Portrait of a Canadian Jesuit
How A Buddhist retreat led Fr. Ted Penton, SJ, to the Jesuits byr Katy Ramos-Borges
I
f you had met Fr. Ted Penton, SJ, just before the turn of the millennium and told him that he would be ordained a Jesuit priest in 2019, he wouldn’t have believed you. Indeed, Ted was an atheist when he decided to go on retreat at a Buddhist monastery in Thailand. The experience he had there changed everything. Fr. Ted is now a Jesuit priest and secretary of the Office of Justice and Ecology at the Jesuit Conference of Canada and the United States. In this interview, he talks about his spiritual awakening and journey and the connection he sees between faith and social justice work.
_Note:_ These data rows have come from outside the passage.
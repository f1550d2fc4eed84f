//! NOR flash command layer
//!
//! Every operation borrows the shared bus, selects the flash, and leaves it
//! deselected on return. Mutating commands wait for the previous erase or
//! program to finish first, so callers never have to.
//!
//! | Opcode | Command        | Frame                     |
//! |--------|----------------|---------------------------|
//! | `0x06` | write enable   | opcode                    |
//! | `0x05` | read status    | opcode, status…           |
//! | `0xD8` | 64 KiB erase   | opcode, 24-bit address    |
//! | `0x02` | page program   | opcode, address, data…    |
//! | `0x03` | read           | opcode, address, data…    |
//! | `0xB9` | deep sleep     | opcode                    |
//! | `0xAB` | wake           | opcode                    |

use core::cell::RefMut;

use embedded_hal::digital::OutputPin;
use embedded_hal::spi::SpiBus as HalSpiBus;
use embedded_storage::nor_flash::{
    check_erase, check_read, check_write, ErrorType, NorFlash as NorFlashStorage, ReadNorFlash,
};
use platform::config::{FLASH_BLOCK_LEN, FLASH_CAPACITY, FLASH_PAGE_LEN, FLASH_READY_POLLS};
use platform::peripheral::borrow_bus;
use platform::{Chip, SharedBus, SpiBus};

use crate::FlashError;

const WRITE_ENABLE: u8 = 0x06;
const READ_STATUS: u8 = 0x05;
const BLOCK_ERASE: u8 = 0xD8;
const PAGE_PROGRAM: u8 = 0x02;
const READ: u8 = 0x03;
const DEEP_SLEEP: u8 = 0xB9;
const WAKE: u8 = 0xAB;

/// Status register: erase or program in progress.
pub const STATUS_BUSY: u8 = 0x01;

#[allow(clippy::cast_possible_truncation)]
const PAGE_LEN: u32 = FLASH_PAGE_LEN as u32;

/// Serial NOR flash on the shared bus.
pub struct NorFlash<'a, SPI, CS> {
    bus: &'a SharedBus<SPI, CS>,
    capacity: u32,
}

impl<'a, SPI, CS> NorFlash<'a, SPI, CS>
where
    SPI: HalSpiBus<u8>,
    CS: OutputPin,
{
    /// The fitted part on `bus`.
    pub fn new(bus: &'a SharedBus<SPI, CS>) -> Self {
        Self::with_capacity(bus, FLASH_CAPACITY)
    }

    /// A part of `capacity` bytes on `bus`.
    pub fn with_capacity(bus: &'a SharedBus<SPI, CS>, capacity: u32) -> Self {
        Self { bus, capacity }
    }

    /// Size in bytes.
    pub fn capacity(&self) -> u32 {
        self.capacity
    }

    /// The bus this part hangs off.
    pub fn bus(&self) -> &'a SharedBus<SPI, CS> {
        self.bus
    }

    /// Release the part from deep power-down.
    pub fn wake(&self) -> Result<(), FlashError> {
        self.command(&[WAKE])
    }

    /// Enter deep power-down once any pending operation has finished.
    pub fn deep_sleep(&self) -> Result<(), FlashError> {
        self.wait_ready()?;
        self.command(&[DEEP_SLEEP])
    }

    /// Set the write-enable latch for the next erase or program.
    pub fn write_enable(&self) -> Result<(), FlashError> {
        self.command(&[WRITE_ENABLE])
    }

    /// Read the status register.
    pub fn read_status(&self) -> Result<u8, FlashError> {
        let mut bus = borrow_bus(self.bus)?;
        let mut chip = bus.scoped(Chip::Flash)?;
        chip.write(&[READ_STATUS])?;
        Ok(chip.exchange(0xFF)?)
    }

    /// Poll the status register until no erase or program is in progress.
    pub fn wait_ready(&self) -> Result<(), FlashError> {
        let mut bus = borrow_bus(self.bus)?;
        let mut chip = bus.scoped(Chip::Flash)?;
        chip.write(&[READ_STATUS])?;
        for _ in 0..FLASH_READY_POLLS {
            if chip.exchange(0xFF)? & STATUS_BUSY == 0 {
                return Ok(());
            }
        }
        Err(FlashError::Timeout)
    }

    /// Erase 64 KiB block number `block`.
    ///
    /// Returns as soon as the erase has started.
    pub fn erase_block(&self, block: u32) -> Result<(), FlashError> {
        let base = block
            .checked_mul(FLASH_BLOCK_LEN)
            .filter(|&base| base < self.capacity)
            .ok_or(FlashError::OutOfBounds)?;
        self.wait_ready()?;
        self.write_enable()?;
        self.command(&frame(BLOCK_ERASE, base))
    }

    /// Start a page program at `address`.
    ///
    /// The returned handle accepts bytes up to the end of the page; the part
    /// programs them when the handle is dropped.
    pub fn begin_program(&self, address: u32) -> Result<PageProgram<'a, SPI, CS>, FlashError> {
        if address >= self.capacity {
            return Err(FlashError::OutOfBounds);
        }
        self.wait_ready()?;
        self.write_enable()?;
        let mut bus = borrow_bus(self.bus)?;
        bus.select(Chip::Flash)?;
        if let Err(err) = bus.write(&frame(PAGE_PROGRAM, address)) {
            let _ = bus.deselect();
            return Err(err.into());
        }
        Ok(PageProgram {
            bus,
            remaining: PAGE_LEN.saturating_sub(address % PAGE_LEN),
        })
    }

    /// Program `data` at `address`, split at page boundaries.
    pub fn program(&self, address: u32, data: &[u8]) -> Result<(), FlashError> {
        self.check_range(address, data.len())?;
        let mut address = address;
        let mut rest = data;
        while !rest.is_empty() {
            let mut page = self.begin_program(address)?;
            let (head, tail) = rest.split_at(rest.len().min(page.remaining() as usize));
            page.write(head)?;
            drop(page);
            #[allow(clippy::cast_possible_truncation)]
            {
                address = address.saturating_add(head.len() as u32);
            }
            rest = tail;
        }
        Ok(())
    }

    /// Read `buf.len()` bytes from `address`.
    pub fn read(&self, address: u32, buf: &mut [u8]) -> Result<(), FlashError> {
        self.check_range(address, buf.len())?;
        let mut reader = self.open_reader(address)?;
        for byte in buf.iter_mut() {
            *byte = reader.next_byte()?;
        }
        Ok(())
    }

    /// Start a sequential read at `address`.
    ///
    /// The flash stays selected, and the bus borrowed, until the reader is
    /// dropped.
    pub fn open_reader(&self, address: u32) -> Result<FlashReader<'a, SPI, CS>, FlashError> {
        if address >= self.capacity {
            return Err(FlashError::OutOfBounds);
        }
        self.wait_ready()?;
        let mut bus = borrow_bus(self.bus)?;
        bus.select(Chip::Flash)?;
        if let Err(err) = bus.write(&frame(READ, address)) {
            let _ = bus.deselect();
            return Err(err.into());
        }
        Ok(FlashReader { bus })
    }

    fn command(&self, bytes: &[u8]) -> Result<(), FlashError> {
        let mut bus = borrow_bus(self.bus)?;
        let mut chip = bus.scoped(Chip::Flash)?;
        chip.write(bytes)?;
        Ok(())
    }

    fn check_range(&self, address: u32, len: usize) -> Result<(), FlashError> {
        let len = u32::try_from(len).map_err(|_| FlashError::OutOfBounds)?;
        match address.checked_add(len) {
            Some(end) if end <= self.capacity => Ok(()),
            _ => Err(FlashError::OutOfBounds),
        }
    }
}

/// Opcode followed by a 24-bit big-endian address.
fn frame(opcode: u8, address: u32) -> [u8; 4] {
    let [_, high, mid, low] = address.to_be_bytes();
    [opcode, high, mid, low]
}

/// An open page program.
pub struct PageProgram<'a, SPI, CS>
where
    SPI: HalSpiBus<u8>,
    CS: OutputPin,
{
    bus: RefMut<'a, SpiBus<SPI, CS>>,
    remaining: u32,
}

impl<SPI, CS> PageProgram<'_, SPI, CS>
where
    SPI: HalSpiBus<u8>,
    CS: OutputPin,
{
    /// Bytes left before the page boundary.
    pub fn remaining(&self) -> u32 {
        self.remaining
    }

    /// Append one byte.
    pub fn push(&mut self, byte: u8) -> Result<(), FlashError> {
        self.write(&[byte])
    }

    /// Append `data`; it must fit before the page boundary.
    pub fn write(&mut self, data: &[u8]) -> Result<(), FlashError> {
        let len = u32::try_from(data.len()).map_err(|_| FlashError::OutOfBounds)?;
        let remaining = self
            .remaining
            .checked_sub(len)
            .ok_or(FlashError::OutOfBounds)?;
        self.bus.write(data)?;
        self.remaining = remaining;
        Ok(())
    }
}

impl<SPI, CS> Drop for PageProgram<'_, SPI, CS>
where
    SPI: HalSpiBus<u8>,
    CS: OutputPin,
{
    fn drop(&mut self) {
        // Raising chip select starts the program cycle.
        let _ = self.bus.deselect();
    }
}

/// A sequential read in progress.
pub struct FlashReader<'a, SPI, CS>
where
    SPI: HalSpiBus<u8>,
    CS: OutputPin,
{
    bus: RefMut<'a, SpiBus<SPI, CS>>,
}

impl<SPI, CS> FlashReader<'_, SPI, CS>
where
    SPI: HalSpiBus<u8>,
    CS: OutputPin,
{
    /// Clock in the next byte.
    pub fn next_byte(&mut self) -> Result<u8, FlashError> {
        Ok(self.bus.exchange(0xFF)?)
    }
}

impl<SPI, CS> Drop for FlashReader<'_, SPI, CS>
where
    SPI: HalSpiBus<u8>,
    CS: OutputPin,
{
    fn drop(&mut self) {
        let _ = self.bus.deselect();
    }
}

// ── embedded-storage ────────────────────────────────────────────────────────

impl<SPI, CS> ErrorType for NorFlash<'_, SPI, CS>
where
    SPI: HalSpiBus<u8>,
    CS: OutputPin,
{
    type Error = FlashError;
}

impl<SPI, CS> ReadNorFlash for NorFlash<'_, SPI, CS>
where
    SPI: HalSpiBus<u8>,
    CS: OutputPin,
{
    const READ_SIZE: usize = 1;

    fn read(&mut self, offset: u32, bytes: &mut [u8]) -> Result<(), Self::Error> {
        check_read(self, offset, bytes.len())?;
        NorFlash::read(self, offset, bytes)
    }

    fn capacity(&self) -> usize {
        self.capacity as usize
    }
}

impl<SPI, CS> NorFlashStorage for NorFlash<'_, SPI, CS>
where
    SPI: HalSpiBus<u8>,
    CS: OutputPin,
{
    const WRITE_SIZE: usize = 1;
    const ERASE_SIZE: usize = FLASH_BLOCK_LEN as usize;

    fn erase(&mut self, from: u32, to: u32) -> Result<(), Self::Error> {
        check_erase(self, from, to)?;
        for block in (from / FLASH_BLOCK_LEN)..(to / FLASH_BLOCK_LEN) {
            self.erase_block(block)?;
        }
        self.wait_ready()
    }

    fn write(&mut self, offset: u32, bytes: &[u8]) -> Result<(), Self::Error> {
        check_write(self, offset, bytes.len())?;
        self.program(offset, bytes)?;
        self.wait_ready()
    }
}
WHAT WAS YOUR CHILDHOOD LIKE? WERE YOU ALREADY INTERESTED IN THE WORLD OF RELIGION? I live in Washington, D.C., but I grew up in the suburbs of Ottawa with my parents and two younger sisters. My mother was Catholic, and my father converted when I was five or six. I was very devout as a child. When I was about eight years old, I wanted to be a priest. I liked to go to Mass, pray the rosary, and say my prayers. When I was about 10, I became less interested in that kind of thing, and by the time I was 12, I had completely lost interest.